It would be very tempting to suppose the Star of Bethlehem would have been a supernova.  Such a unique occurrence is very rare and would be a very conspicuous sign in the sky that would attract a lot of attention.  And it would have looked star-like and “appeared” as suggested by Herod’s enquiry to the wise men.  The problem is, there is no historical or scientific evidence of such a supernova.  The Chinese did not record any new stars within the suitable period of time. 

Also, supernovae leave behind a remnant in the form of a nebula that can be seen today through telescopes on the Earth.  The most famous example is the Crab Nebula in the constellation Taurus, the remnant of a supernova that the Chinese observed in A.D. 1054.  If there were a supernova that was visible over the latitude of Bethlehem in or around 4 B.C., a remnant nebula should be visible in a certain region of the sky.  However, no such object can be found.

Conjunction of Planets

In recent years it’s become popular to think that the Star of Bethlehem was a conjunction of planets.  This concept was depicted in the movie The Nativity Story, which showed the wise men following two “stars” that were moving into position.  There’s also an idea circulating in articles about the Grand Conjunction of Jupiter and Saturn of 2020 that the astronomer Johannes Kepler proposed that a similar event in 7 BC might have been the Star of Bethlehem.  However, I’ve read many of Kepler’s works and have never encountered such a statement, nor have I ever heard of that before 2020, nor have I seen any citations of a source. 

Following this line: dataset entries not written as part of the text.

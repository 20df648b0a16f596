//! Reservation workflow endpoints

use axum::{
    extract::{Path, Query, State},
    http::StatusCode,
    Json,
};
use serde::{Deserialize, Serialize};
use utoipa::{IntoParams, ToSchema};

use crate::{
    error::{AppError, AppResult},
    models::reservation::{CreateReservation, Reservation, ReservationStatus},
};

use super::AuthenticatedUser;

/// Single-reservation response
#[derive(Serialize, ToSchema)]
pub struct ReservationResponse {
    pub success: bool,
    pub reservation_id: String,
    pub data: Reservation,
}

/// Reservation list response
#[derive(Serialize, ToSchema)]
pub struct ReservationListResponse {
    pub success: bool,
    pub data: Vec<Reservation>,
}

/// Status transition request
#[derive(Deserialize, ToSchema)]
pub struct SetStatusRequest {
    pub status: String,
}

/// Status transition response. Fulfillment also reports the ledger
/// transaction it opened.
#[derive(Serialize, ToSchema)]
pub struct TransitionResponse {
    pub success: bool,
    pub message: String,
    #[serde(skip_serializing_if = "Option::is_none")]
    pub transaction_id: Option<String>,
}

/// Cancel request body
#[derive(Deserialize, ToSchema)]
pub struct CancelRequest {
    pub user_id: String,
}

/// Expiry sweep response
#[derive(Serialize, ToSchema)]
pub struct MarkExpiredResponse {
    pub success: bool,
    pub expired_count: i64,
}

/// User reservation list query
#[derive(Deserialize, IntoParams, ToSchema)]
pub struct ReservationListQuery {
    pub status: Option<String>,
}

/// Create a reservation
#[utoipa::path(
    post,
    path = "/reservations",
    tag = "reservations",
    security(("bearer_auth" = [])),
    request_body = CreateReservation,
    responses(
        (status = 201, description = "Reservation created", body = ReservationResponse),
        (status = 400, description = "Invalid request, out of stock, duplicate or limit reached"),
        (status = 404, description = "Book not found")
    )
)]
pub async fn create_reservation(
    State(state): State<crate::AppState>,
    AuthenticatedUser(_claims): AuthenticatedUser,
    Json(request): Json<CreateReservation>,
) -> AppResult<(StatusCode, Json<ReservationResponse>)> {
    let reservation = state.services.reservations.create(request).await?;

    Ok((
        StatusCode::CREATED,
        Json(ReservationResponse {
            success: true,
            reservation_id: reservation.reservation_id.clone(),
            data: reservation,
        }),
    ))
}

/// List a user's reservations
#[utoipa::path(
    get,
    path = "/reservations/user/{user_id}",
    tag = "reservations",
    security(("bearer_auth" = [])),
    params(
        ("user_id" = String, Path, description = "User ID"),
        ReservationListQuery
    ),
    responses(
        (status = 200, description = "User's reservations", body = ReservationListResponse),
        (status = 400, description = "Unknown status filter")
    )
)]
pub async fn list_user_reservations(
    State(state): State<crate::AppState>,
    AuthenticatedUser(_claims): AuthenticatedUser,
    Path(user_id): Path<String>,
    Query(query): Query<ReservationListQuery>,
) -> AppResult<Json<ReservationListResponse>> {
    let reservations = state
        .services
        .reservations
        .list_user(&user_id, query.status.as_deref())
        .await?;

    Ok(Json(ReservationListResponse {
        success: true,
        data: reservations,
    }))
}

/// Drive a reservation through its state machine. Illegal transitions are
/// rejected; Approved -> Fulfilled is the pickup event.
#[utoipa::path(
    post,
    path = "/reservations/{reservation_id}/status",
    tag = "reservations",
    security(("bearer_auth" = [])),
    params(
        ("reservation_id" = String, Path, description = "Reservation ID")
    ),
    request_body = SetStatusRequest,
    responses(
        (status = 200, description = "Status updated", body = TransitionResponse),
        (status = 404, description = "Reservation not found"),
        (status = 422, description = "Illegal transition")
    )
)]
pub async fn set_reservation_status(
    State(state): State<crate::AppState>,
    AuthenticatedUser(claims): AuthenticatedUser,
    Path(reservation_id): Path<String>,
    Json(request): Json<SetStatusRequest>,
) -> AppResult<Json<TransitionResponse>> {
    claims.require_librarian()?;

    let status: ReservationStatus = request.status.parse().map_err(AppError::Validation)?;
    let outcome = state
        .services
        .reservations
        .set_status(&reservation_id, status)
        .await?;

    Ok(Json(TransitionResponse {
        success: true,
        message: format!("Reservation {}", outcome.reservation.status),
        transaction_id: outcome.transaction_id,
    }))
}

/// Cancel the caller's own reservation
#[utoipa::path(
    delete,
    path = "/reservations/{reservation_id}",
    tag = "reservations",
    security(("bearer_auth" = [])),
    params(
        ("reservation_id" = String, Path, description = "Reservation ID")
    ),
    request_body = CancelRequest,
    responses(
        (status = 200, description = "Reservation cancelled", body = ReservationResponse),
        (status = 404, description = "Active reservation not found")
    )
)]
pub async fn cancel_reservation(
    State(state): State<crate::AppState>,
    AuthenticatedUser(_claims): AuthenticatedUser,
    Path(reservation_id): Path<String>,
    Json(request): Json<CancelRequest>,
) -> AppResult<Json<ReservationResponse>> {
    let reservation = state
        .services
        .reservations
        .cancel(&reservation_id, &request.user_id)
        .await?;

    Ok(Json(ReservationResponse {
        success: true,
        reservation_id: reservation.reservation_id.clone(),
        data: reservation,
    }))
}

/// Expire stale reservations
#[utoipa::path(
    post,
    path = "/reservations/mark-expired",
    tag = "reservations",
    security(("bearer_auth" = [])),
    responses(
        (status = 200, description = "Expiry sweep complete", body = MarkExpiredResponse)
    )
)]
pub async fn mark_expired(
    State(state): State<crate::AppState>,
    AuthenticatedUser(claims): AuthenticatedUser,
) -> AppResult<Json<MarkExpiredResponse>> {
    claims.require_librarian()?;

    let expired_count = state.services.reservations.mark_expired().await?;

    Ok(Json(MarkExpiredResponse {
        success: true,
        expired_count,
    }))
}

It must be considered that a well-developed Greek astronomy tradition existed in the Roman world of the first century.  Most people in the time of the New Testament would have understood the difference between a fixed star (astera) and the planets that moved in regular cycles through the zodiac.  Moreover, a conjunction does not “appear” according to Herod’s enquiry of the wise men.  It comes together over a span of weeks and months. 

One popular conjunction theory is the notion that the Star of Bethlehem was a very rare triple conjunction of the bright planet Jupiter with the star Regulus in the constellation Leo.  In this astronomical event, Jupiter would have had a retrogradation in Leo such that it would have passed this bright star three times over a span of months.  This theory appears compelling in that it is full of astrological symbolism that might indicate to a Persian magus that a king was born in Judaea.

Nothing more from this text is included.